//! Local files picked as attachments or error screenshots.
//!
//! Only a file's name, size and guessed mime type are read. Contents stay
//! on disk and are never part of a submission.

use std::path::Path;

use strum_macros::Display;
use support_protocol::FileMeta;
use support_protocol::RecordPatch;
use support_protocol::SupportRecord;
use tracing::debug;

#[derive(Debug, thiserror::Error)]
pub enum AttachmentError {
    #[error("cannot read {path}: {source}")]
    Io {
        path: String,
        #[source]
        source: std::io::Error,
    },

    #[error("{0} is not a regular file")]
    NotAFile(String),

    #[error("{name} is not an image ({mime_type}); screenshots must be images")]
    NotAnImage { name: String, mime_type: String },

    #[error("there is no {kind} number {index}")]
    NoSuchFile { kind: FileKind, index: usize },
}

/// Which of the two record lists a file belongs to.
#[derive(Debug, Clone, Copy, PartialEq, Eq, Display)]
#[strum(serialize_all = "lowercase")]
pub enum FileKind {
    Attachment,
    Screenshot,
}

impl FileKind {
    pub fn files(self, record: &SupportRecord) -> &[FileMeta] {
        match self {
            Self::Attachment => &record.attachments,
            Self::Screenshot => &record.error_screenshots,
        }
    }

    fn patch(self, files: Vec<FileMeta>) -> RecordPatch {
        let mut patch = RecordPatch::default();
        match self {
            Self::Attachment => patch.attachments = Some(files),
            Self::Screenshot => patch.error_screenshots = Some(files),
        }
        patch
    }
}

/// Name, size and mime type of the file at `path`. The mime type is guessed
/// from the extension; unknown extensions are `application/octet-stream`.
pub fn describe_file(path: &Path) -> Result<FileMeta, AttachmentError> {
    let metadata = std::fs::metadata(path).map_err(|source| AttachmentError::Io {
        path: path.display().to_string(),
        source,
    })?;
    if !metadata.is_file() {
        return Err(AttachmentError::NotAFile(path.display().to_string()));
    }

    let name = path.file_name().map_or_else(
        || path.display().to_string(),
        |name| name.to_string_lossy().into_owned(),
    );
    let mime = mime_guess::from_path(path).first_or_octet_stream();
    Ok(FileMeta::new(name, metadata.len(), mime.essence_str()))
}

/// Update that appends the file at `path` to the `kind` list.
pub fn attach(
    record: &SupportRecord,
    kind: FileKind,
    path: &Path,
) -> Result<RecordPatch, AttachmentError> {
    let file = describe_file(path)?;
    if kind == FileKind::Screenshot && !file.mime_type.starts_with("image/") {
        return Err(AttachmentError::NotAnImage {
            name: file.name,
            mime_type: file.mime_type,
        });
    }
    debug!(%kind, name = %file.name, size = file.size, "file attached");

    let mut files = kind.files(record).to_vec();
    files.push(file);
    Ok(kind.patch(files))
}

/// Update that drops entry `index` (1-based, as listed) from the `kind` list.
pub fn detach(
    record: &SupportRecord,
    kind: FileKind,
    index: usize,
) -> Result<RecordPatch, AttachmentError> {
    let mut files = kind.files(record).to_vec();
    let position = index
        .checked_sub(1)
        .filter(|position| *position < files.len())
        .ok_or(AttachmentError::NoSuchFile { kind, index })?;
    files.remove(position);
    Ok(kind.patch(files))
}
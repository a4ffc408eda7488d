use std::net::SocketAddr;
use std::sync::Arc;
use std::time::Duration;

use support_relay::Relay;
use support_relay::RelayConfig;
use support_relay::http;
use tokio::net::TcpListener;
use wiremock::MockServer;

mod end_to_end;
mod http_host;
mod vendor;

pub const API_TOKEN: &str = "s3cr3t-token";
pub const USER_EMAIL: &str = "bot@rakwireless.com";
pub const GROUP_ID: u64 = 360001234567;

/// Relay configuration pointed at a wiremock stand-in for the vendor.
pub fn vendor_config(vendor: &MockServer) -> RelayConfig {
    RelayConfig {
        subdomain: "rakwireless".to_string(),
        api_token: API_TOKEN.to_string(),
        user_email: USER_EMAIL.to_string(),
        group_id: GROUP_ID,
        api_base_url: vendor.uri(),
        vendor_timeout: Duration::from_secs(5),
    }
}

/// Serve the real router on an ephemeral port for the rest of the test.
pub async fn spawn_relay(relay: Relay) -> SocketAddr {
    let listener = TcpListener::bind("127.0.0.1:0").await.expect("bind relay");
    let addr = listener.local_addr().expect("relay addr");
    tokio::spawn(http::serve(
        listener,
        Arc::new(relay),
        std::future::pending::<()>(),
    ));
    addr
}

pub fn ticket_url(addr: SocketAddr) -> String {
    format!("http://{addr}{}", http::NETLIFY_RELAY_PATH)
}
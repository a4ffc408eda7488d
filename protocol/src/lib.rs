//! Shared types for the RAK support intake form.
//!
//! `catalog` holds the static enumerations, `record` the in-progress
//! submission record and its partial-update type, and `wire` the JSON
//! bodies exchanged between the form client and the relay.

pub mod catalog;
pub mod record;
pub mod wire;

pub use catalog::DEVICE_MODELS;
pub use catalog::OTHER_DEVICE_MODEL;
pub use catalog::ProblemType;
pub use catalog::SupportMethod;
pub use catalog::UrgencyLevel;
pub use record::FileMeta;
pub use record::PatchError;
pub use record::RecordPatch;
pub use record::SupportRecord;
pub use record::TicketId;
pub use wire::REQUIRED_FIELDS;
pub use wire::RelayReply;
pub use wire::SupportPayload;

/// Returns `Some(trimmed)` when `value` has visible content.
///
/// Whitespace-only input counts as absent for every optional field.
pub fn present(value: &str) -> Option<&str> {
    let trimmed = value.trim();
    if trimmed.is_empty() { None } else { Some(trimmed) }
}
//! Classified submission failures.
//!
//! Every failure the gateway sees collapses into one of a small set of
//! user-facing categories. Raw relay or vendor bodies never reach callers;
//! only the category, the HTTP status and a display message do.

use serde::Serialize;
use strum_macros::Display;

pub const AUTH_MESSAGE: &str =
    "The support system rejected our credentials. Please contact your administrator.";
pub const VALIDATION_MESSAGE: &str = "The support system rejected the request as invalid.";
pub const RATE_LIMIT_MESSAGE: &str =
    "Too many requests were sent to the support system. Please try again in a few minutes.";
pub const TIMEOUT_MESSAGE: &str =
    "The support system took too long to respond. Please check your connection and try again.";
pub const SERVER_MESSAGE: &str =
    "The support system encountered an error. Please try again later.";
pub const UNKNOWN_MESSAGE: &str = "An unexpected error occurred. Please try again.";

#[derive(Debug, Clone, Copy, PartialEq, Eq, Hash, Serialize, Display)]
#[serde(rename_all = "snake_case")]
#[strum(serialize_all = "snake_case")]
pub enum ErrorKind {
    Authentication,
    Validation,
    RateLimited,
    Timeout,
    Server,
    Unknown,
}

impl ErrorKind {
    /// Whether asking the user to try again may help.
    pub fn is_retryable(self) -> bool {
        !matches!(self, Self::Authentication | Self::Validation)
    }
}

#[derive(Debug, Clone, PartialEq, Eq, Serialize, thiserror::Error)]
#[error("{message}")]
pub struct ClassifiedError {
    pub kind: ErrorKind,
    /// HTTP status from the relay, when one was received.
    #[serde(skip_serializing_if = "Option::is_none")]
    pub status: Option<u16>,
    pub message: String,
}

impl ClassifiedError {
    pub fn new(kind: ErrorKind, status: Option<u16>, message: impl Into<String>) -> Self {
        Self {
            kind,
            status,
            message: message.into(),
        }
    }

    pub fn timeout() -> Self {
        Self::new(ErrorKind::Timeout, None, TIMEOUT_MESSAGE)
    }

    pub fn unexpected() -> Self {
        Self::new(ErrorKind::Unknown, None, UNKNOWN_MESSAGE)
    }

    /// Classify a non-success relay response.
    ///
    /// `relay_message` is the `message` field of the relay's JSON reply, if
    /// it had one. Validation and generic failures surface it; the other
    /// categories use fixed wording.
    pub fn from_status(status: u16, relay_message: Option<&str>) -> Self {
        let relay_message = relay_message.map(str::trim).filter(|msg| !msg.is_empty());
        let (kind, message) = match status {
            401 | 403 => (ErrorKind::Authentication, AUTH_MESSAGE.to_string()),
            422 => (
                ErrorKind::Validation,
                relay_message.unwrap_or(VALIDATION_MESSAGE).to_string(),
            ),
            429 => (ErrorKind::RateLimited, RATE_LIMIT_MESSAGE.to_string()),
            408 | 504 => (ErrorKind::Timeout, TIMEOUT_MESSAGE.to_string()),
            _ => (
                ErrorKind::Server,
                relay_message.unwrap_or(SERVER_MESSAGE).to_string(),
            ),
        };
        Self::new(kind, Some(status), message)
    }

    pub fn is_retryable(&self) -> bool {
        self.kind.is_retryable()
    }
}
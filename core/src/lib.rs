//! Root of the `support-core` library.
//!
//! Owns the multi-step intake flow (steps, store, validators and views),
//! the translation of a finished record into a ticket request, and the
//! client side of submission (gateway, session, configuration).

// Prevent accidental direct writes to stdout/stderr in library code. All
// user-visible output must go through the front end or the tracing stack.
#![deny(clippy::print_stdout, clippy::print_stderr)]

pub mod attachments;
pub mod classify;
pub mod config;
pub mod gateway;
pub mod session;
pub mod step;
pub mod store;
pub mod summary;
pub mod translate;
pub mod validate;
pub mod views;

pub use attachments::AttachmentError;
pub use attachments::FileKind;
pub use classify::ClassifiedError;
pub use classify::ErrorKind;
pub use gateway::RelayGateway;
pub use gateway::TicketCreated;
pub use gateway::TicketGateway;
pub use session::SubmitError;
pub use session::SubmitReceipt;
pub use session::SupportSession;
pub use step::FlowOptions;
pub use step::Step;
pub use store::FormStore;
pub use store::NavigationError;
pub use translate::TicketEnvelope;
pub use translate::translate;
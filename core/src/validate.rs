//! Per-step predicates that gate forward navigation.
//!
//! Validators are recomputed from the record on every call; nothing here
//! caches validity.

use std::sync::OnceLock;

use regex_lite::Regex;
use support_protocol::SupportRecord;
use support_protocol::present;

use crate::step::Step;

pub const EMAIL_ERROR: &str = "Please enter a valid email address";

fn email_pattern() -> Option<&'static Regex> {
    static PATTERN: OnceLock<Option<Regex>> = OnceLock::new();
    PATTERN
        .get_or_init(|| Regex::new(r"^[^\s@]+@[^\s@]+\.[^\s@]+$").ok())
        .as_ref()
}

/// `local@domain.tld` shape check. Surrounding whitespace is ignored.
pub fn is_valid_email(email: &str) -> bool {
    let email = email.trim();
    email_pattern().is_some_and(|pattern| pattern.is_match(email))
}

/// Fields of `step` that are missing or invalid, using wire field names.
pub fn missing_fields(step: Step, record: &SupportRecord) -> Vec<&'static str> {
    let mut missing = Vec::new();
    match step {
        Step::ClientInfo => {
            if present(&record.name).is_none() {
                missing.push("name");
            }
            if !is_valid_email(&record.email) {
                missing.push("email");
            }
        }
        Step::DeviceInfo => {
            if present(&record.device_model).is_none() {
                missing.push("deviceModel");
            }
        }
        // Urgency is an enum with a default, so it is always set.
        Step::IssueDescription => {
            if present(&record.issue_description).is_none() {
                missing.push("issueDescription");
            }
        }
        Step::SupportRequest => {
            if !record.privacy_agreed {
                missing.push("privacyAgreed");
            }
        }
        Step::Review | Step::Confirmation => {}
    }
    missing
}

pub fn is_step_valid(step: Step, record: &SupportRecord) -> bool {
    missing_fields(step, record).is_empty()
}

/// First step in `steps` that fails validation, with its missing fields.
pub fn first_incomplete(
    steps: &[Step],
    record: &SupportRecord,
) -> Option<(Step, Vec<&'static str>)> {
    steps.iter().find_map(|step| {
        let missing = missing_fields(*step, record);
        (!missing.is_empty()).then_some((*step, missing))
    })
}
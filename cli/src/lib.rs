//! Command-line front end for the support request form.
//!
//! ## Commands
//!
//! - `support-form wizard [--config PATH]`
//! - `support-form submit --record FILE [--config PATH] [--json]`
//! - `support-form preview --record FILE`
//! - `support-form summary --record FILE [--out DIR]`
//!
//! ## Exit Codes
//!
//! - 0: Success
//! - 2: The record is incomplete or invalid
//! - 3: The relay rejected the submission or could not be reached

use clap::Parser;
use clap::Subcommand;

pub mod record_cmd;
pub mod wizard_cmd;

pub use record_cmd::PreviewArgs;
pub use record_cmd::SubmitArgs;
pub use record_cmd::SummaryArgs;
pub use wizard_cmd::WizardArgs;

pub const EXIT_INVALID_RECORD: i32 = 2;
pub const EXIT_SUBMISSION_FAILED: i32 = 3;

/// Multi-step support request form
#[derive(Debug, Parser)]
#[command(name = "support-form", version)]
pub struct Cli {
    #[command(subcommand)]
    pub command: Command,
}

#[derive(Debug, Subcommand)]
pub enum Command {
    /// Fill in a request step by step on the terminal
    Wizard(WizardArgs),

    /// Validate a saved record and submit it to the relay
    Submit(SubmitArgs),

    /// Print the ticket that a saved record would create
    Preview(PreviewArgs),

    /// Write the downloadable summary of a saved record
    Summary(SummaryArgs),
}

impl Cli {
    /// Run the selected command and return the process exit code.
    pub async fn run(self) -> anyhow::Result<i32> {
        match self.command {
            Command::Wizard(args) => args.run().await,
            Command::Submit(args) => args.run().await,
            Command::Preview(args) => args.run(),
            Command::Summary(args) => args.run(),
        }
    }
}
use std::path::Path;
use std::path::PathBuf;
use std::time::Duration;

use config::Config;
use config::Environment;
use config::File;
use serde::Deserialize;
use serde::Serialize;

use crate::config::error::ConfigError;
use crate::config::error::Result;
use crate::step::FlowOptions;

const ENV_PREFIX: &str = "SUPPORT_FORM";
const CONFIG_FILE_NAME: &str = "support-form.toml";

/// Settings for the form client.
#[derive(Debug, Clone, PartialEq, Serialize, Deserialize)]
pub struct ClientConfig {
    /// Relay endpoint that accepts the support payload.
    #[serde(default = "default_relay_url")]
    pub relay_url: String,

    /// Bound on the single submission request, in seconds.
    #[serde(default = "default_request_timeout_secs")]
    pub request_timeout_secs: u64,

    /// Ask for support method, urgency and privacy consent before review.
    #[serde(default)]
    pub consent_step: bool,

    /// Where downloaded summaries are written.
    #[serde(default = "default_summary_dir")]
    pub summary_dir: PathBuf,
}

fn default_relay_url() -> String {
    "http://127.0.0.1:8888/support-ticket".to_string()
}
fn default_request_timeout_secs() -> u64 {
    15
}
fn default_summary_dir() -> PathBuf {
    PathBuf::from(".")
}

impl Default for ClientConfig {
    fn default() -> Self {
        Self {
            relay_url: default_relay_url(),
            request_timeout_secs: default_request_timeout_secs(),
            consent_step: false,
            summary_dir: default_summary_dir(),
        }
    }
}

impl ClientConfig {
    pub fn request_timeout(&self) -> Duration {
        Duration::from_secs(self.request_timeout_secs)
    }

    pub fn flow_options(&self) -> FlowOptions {
        FlowOptions {
            consent_step: self.consent_step,
        }
    }

    fn validate(&self) -> Result<()> {
        if self.relay_url.trim().is_empty() {
            return Err(ConfigError::Invalid {
                field: "relay_url",
                problem: "must not be empty",
            });
        }
        if self.request_timeout_secs == 0 {
            return Err(ConfigError::Invalid {
                field: "request_timeout_secs",
                problem: "must be greater than zero",
            });
        }
        Ok(())
    }
}

/// Configuration loader with layered merging support
pub struct ConfigLoader {
    config_path: Option<PathBuf>,
}

impl ConfigLoader {
    pub fn new() -> Self {
        Self { config_path: None }
    }

    pub fn with_file<P: AsRef<Path>>(mut self, path: P) -> Self {
        self.config_path = Some(path.as_ref().to_path_buf());
        self
    }

    /// Load configuration with layered merging:
    /// 1. Start with defaults
    /// 2. Merge config file if provided
    /// 3. Override with environment variables (SUPPORT_FORM_ prefix)
    pub fn load(&self) -> Result<ClientConfig> {
        let defaults = ClientConfig::default();
        let mut builder = Config::builder()
            .set_default("relay_url", defaults.relay_url)?
            .set_default("request_timeout_secs", defaults.request_timeout_secs)?
            .set_default("consent_step", defaults.consent_step)?
            .set_default(
                "summary_dir",
                defaults.summary_dir.to_string_lossy().into_owned(),
            )?;

        if let Some(ref path) = self.config_path {
            if !path.exists() {
                return Err(ConfigError::Missing(path.clone()));
            }
            builder = builder.add_source(File::from(path.as_path()));
        }

        // Example: SUPPORT_FORM_RELAY_URL=https://example.netlify.app/.netlify/functions/support-ticket
        builder = builder.add_source(
            Environment::with_prefix(ENV_PREFIX)
                .prefix_separator("_")
                .separator("__")
                .try_parsing(true),
        );

        let client_config: ClientConfig = builder.build()?.try_deserialize()?;
        client_config.validate()?;
        Ok(client_config)
    }

    /// Locate the default config file in standard locations:
    /// 1. Current directory: ./support-form.toml
    /// 2. XDG config: ~/.config/support-form/config.toml
    pub fn find_config_file() -> Option<PathBuf> {
        let cwd_config = PathBuf::from(".").join(CONFIG_FILE_NAME);
        if cwd_config.exists() {
            return Some(cwd_config);
        }

        dirs::config_dir()
            .map(|dir| dir.join("support-form").join("config.toml"))
            .filter(|path| path.exists())
    }

    /// Load from an explicit path, else from the default locations.
    pub fn load_from(path: Option<&Path>) -> Result<ClientConfig> {
        let loader = match path.map(Path::to_path_buf).or_else(Self::find_config_file) {
            Some(path) => ConfigLoader::new().with_file(path),
            None => ConfigLoader::new(),
        };
        loader.load()
    }
}

impl Default for ConfigLoader {
    fn default() -> Self {
        Self::new()
    }
}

::::::

Task description — What are the lines, exactly as written above, from the line with "Locate the default" to the line with "dirs::config_dir()", both included? Output only those.

Task solution —
    /// Locate the default config file in standard locations:
    /// 1. Current directory: ./support-form.toml
    /// 2. XDG config: ~/.config/support-form/config.toml
    pub fn find_config_file() -> Option<PathBuf> {
        let cwd_config = PathBuf::from(".").join(CONFIG_FILE_NAME);
        if cwd_config.exists() {
            return Some(cwd_config);
        }

        dirs::config_dir()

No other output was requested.